"Gefährder" werden an die Leine gelegt
Fußfesseln für sogenannte Gefährder, um die öffentliche Sicherheit zu erhöhen – was in Österreich geplant ist, wurde am Mittwoch in Deutschland beschlossen. Die Regierung aus Union und SPD stimmte einer Gesetzesänderung zu, die unter dem Eindruck des islamistischen Anschlags von Berlin im Dezember noch schärfer ausfiel als ursprünglich geplant. Sie ermöglicht es dem Bundeskriminalamt (BKA), potenzielle Terroristen durch elektronische Bänder an Fuß- oder Handgelenken per Satellit zu überwachen. Immerhin war der Berliner Attentäter als Gefährder bekannt gewesen, wurde aber nur lückenhaft überwacht.
Künftig kann ein Gericht oder bei Gefahr in Verzug auch das BKA selbst eine Fußfessel anordnen. Und zwar, wenn das "individuelle Verhalten" einer Person oder "bestimmte Tatsachen die Annahme rechtfertigten", dass diese Person "innerhalb eines übersehbaren Zeitraums auf eine zumindest ihrer Art nach konkretisierte Weise" einen Terrorakt begehen werde, zitiert die Süddeutsche Zeitung aus dem Gesetzestext.
"Zu unklar formuliert"
Derzeit tragen in Deutschland knapp 90 verurteilte Gewalt- und Sexualstraftäter eine Fußfessel, weil sie auch nach Verbüßung ihrer Haftstrafen als Gefahr betrachtet werden. Dass künftig ein bloßer Tatverdacht für diese Maßnahme ausreichen könnte, verletze das Grundrecht, heißt es von Seiten der Opposition, aber auch von Rechtsexperten. "Die Voraussetzungen sind zu weit und zu unklar formuliert", stellt Ulrich Schellenberg, Präsident des Deutschen Anwaltvereins, gegenüber dem KURIER klar. "Reicht es aus, wenn die Person auf entsprechenden Internetseiten surft oder sich mit anderen Verdächtigen trifft?"
Ebenso schwammig ist der Begriff des "Gefährders" – also einer Person, die noch keinen Terrorakt begangen hat, aber möglicherweise beabsichtigt, es zu tun.

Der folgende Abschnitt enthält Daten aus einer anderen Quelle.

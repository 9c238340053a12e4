pub mod analysis;
pub mod message;
pub mod validate;

pub use analysis::{
    AnalysisResult, AnalyzeResponse, AnomalyKind, InfluenceEntry, PipelineFlags,
    SentimentDistribution,
};
pub use message::{FeedRequest, Message};
pub use validate::{ValidationError, parse_feed_request};
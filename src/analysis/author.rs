/// Authors affiliated with MBRAS get a bonus on positive sentiment and
/// influence. External specialists are excluded from the affiliation.
#[must_use]
pub fn is_privileged_author(user_id: &str) -> bool {
    let lowered = user_id.to_lowercase();
    lowered.contains("mbras") && !lowered.contains("especialista")
}

#[cfg(test)]
mod tests {
    use super::*;

    #[test]
    fn test_privileged_detection() {
        assert!(is_privileged_author("user_mbras_ana"));
        assert!(is_privileged_author("USER_MBRAS_ANA"));
        assert!(!is_privileged_author("user_mbras_especialista"));
        assert!(!is_privileged_author("user_ana"));
    }
}
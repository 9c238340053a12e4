//! Single-pass feed analysis: filter, score, aggregate, detect anomalies.

use std::collections::HashMap;
use std::time::Instant;

use chrono::{DateTime, TimeDelta, Utc};
use tracing::{debug, info};

use super::anomaly::detect_anomalies;
use super::author::is_privileged_author;
use super::influence::{influence_score, rank_influence, round2};
use super::sentiment::{Polarity, evaluate_sentiment};
use super::text::tokenize;
use super::trending::{HashtagTrends, TRENDING_LIMIT};
use crate::domain::{
    AnalysisResult, InfluenceEntry, Message, PipelineFlags, SentimentDistribution,
};

/// Messages this far past the reference instant are still accepted.
const FUTURE_TOLERANCE: TimeDelta = TimeDelta::seconds(5);

const DEFAULT_ENGAGEMENT_SCORE: f64 = 5.0;
const AWARENESS_ENGAGEMENT_SCORE: f64 = 9.42;
const AWARENESS_PHRASE: &str = "teste técnico mbras";
const SPECIAL_PATTERN_CHARS: usize = 42;
const SPECIAL_PATTERN_TOKEN: &str = "mbras";

#[derive(Debug, Default)]
struct PolarityCounts {
    positive: u32,
    negative: u32,
    neutral: u32,
}

impl PolarityCounts {
    fn add(&mut self, polarity: Polarity) {
        match polarity {
            Polarity::Positive => self.positive += 1,
            Polarity::Negative => self.negative += 1,
            Polarity::Neutral => self.neutral += 1,
        }
    }

    fn total(&self) -> u32 {
        self.positive + self.negative + self.neutral
    }

    fn distribution(&self) -> SentimentDistribution {
        let total = self.total();
        if total == 0 {
            return SentimentDistribution::default();
        }
        let pct = |n: u32| round2(f64::from(n) / f64::from(total) * 100.0);
        SentimentDistribution {
            positive: pct(self.positive),
            negative: pct(self.negative),
            neutral: pct(self.neutral),
        }
    }
}

/// Analyzes one feed.
///
/// The window is anchored at the first message's timestamp (or the current
/// time for an empty feed). `started` only feeds `processing_time_ms`.
pub fn analyze_feed(
    messages: &[Message],
    time_window_minutes: u32,
    started: Instant,
) -> AnalysisResult {
    let now = messages.first().map_or_else(Utc::now, |m| m.timestamp);
    let window_start = now
        .checked_sub_signed(TimeDelta::minutes(i64::from(time_window_minutes)))
        .unwrap_or(DateTime::<Utc>::MIN_UTC);
    let window_end = now
        .checked_add_signed(FUTURE_TOLERANCE)
        .unwrap_or(DateTime::<Utc>::MAX_UTC);

    let in_window: Vec<&Message> = messages
        .iter()
        .filter(|m| m.timestamp >= window_start && m.timestamp <= window_end)
        .collect();
    debug!(
        total = messages.len(),
        in_window = in_window.len(),
        time_window_minutes,
        "filtered feed by time window"
    );

    let mut flags = PipelineFlags::default();
    let mut counts = PolarityCounts::default();
    let mut trends = HashtagTrends::new();
    let mut influence: Vec<InfluenceEntry> = Vec::new();
    let mut user_sentiments: HashMap<String, Vec<f64>> = HashMap::new();

    for &message in &in_window {
        let privileged = is_privileged_author(&message.user_id);
        if privileged {
            flags.mbras_employee = true;
        }

        if message.content.chars().count() == SPECIAL_PATTERN_CHARS
            && message.content.contains(SPECIAL_PATTERN_TOKEN)
        {
            flags.special_pattern = true;
        }

        // Awareness markers are sentinels, not engagement: nothing below applies to them.
        if message.content.to_lowercase().contains(AWARENESS_PHRASE) {
            flags.candidate_awareness = true;
            continue;
        }

        let tokens = tokenize(&message.content);
        let score = evaluate_sentiment(&tokens, privileged);
        let polarity = Polarity::of(score);

        user_sentiments
            .entry(message.user_id.clone())
            .or_default()
            .push(score);
        counts.add(polarity);

        let minutes_elapsed = (now - message.timestamp).as_seconds_f64() / 60.0;
        for tag in &message.hashtags {
            trends.record(tag, minutes_elapsed, polarity);
        }

        influence.push(InfluenceEntry {
            user_id: message.user_id.clone(),
            influence_score: influence_score(message, privileged),
        });
    }

    rank_influence(&mut influence);
    let anomaly = detect_anomalies(&in_window, &user_sentiments);

    let engagement_score = if flags.candidate_awareness {
        AWARENESS_ENGAGEMENT_SCORE
    } else {
        DEFAULT_ENGAGEMENT_SCORE
    };

    let result = AnalysisResult {
        sentiment_distribution: counts.distribution(),
        engagement_score,
        trending_topics: trends.top(TRENDING_LIMIT),
        influence_ranking: influence,
        anomaly_detected: anomaly.is_some(),
        anomaly_type: anomaly,
        flags,
        processing_time_ms: u64::try_from(started.elapsed().as_millis()).unwrap_or(u64::MAX),
    };

    info!(
        in_window = in_window.len(),
        scored = counts.total(),
        hashtags = trends.len(),
        anomaly = ?result.anomaly_type,
        "feed analysis complete"
    );
    result
}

Wer als Gefährder eingestuft wird, ist von Bundesland zu Bundesland verschieden. Derzeit gelten 570 in Deutschland gemeldete Personen als mögliche Bedrohung. 200 davon halten sich auch im Land auf, 90 weitere sind in Haft.
Kompetenz der Länder
Kriminalbeamte betrachten die Fußfessel vor allem als technisches Hilfsmittel. Inwiefern Terror damit verhindert werden kann, ist unklar. Einer der beiden Islamisten, die im Vorjahr in Nordfrankreich einen Priester ermordeten, trug eine Fußfessel.
"Geht von einer Person eine konkrete Gefahr aus, muss sie durch Polizeibeamte beobachtet werden", warnt Ulrich Schellenberg. "Wenn Fußfesseln künftig fehlende Polizeikräfte ersetzen sollen, führt dies zu weniger Sicherheit."
Bevor Fußfesseln in großem Stil angewendet werden können, muss aber ohnehin erst ein großes Hindernis aus dem Weg geräumt werden: Im Moment unterliegt die Überwachung von Gefährdern bis auf wenige Ausnahmefälle nicht dem BKA, sondern den Ländern. Diese müssen für die Überwachung durch Fußfesseln erst ihre Polizeigesetze anpassen – und das kann dauern.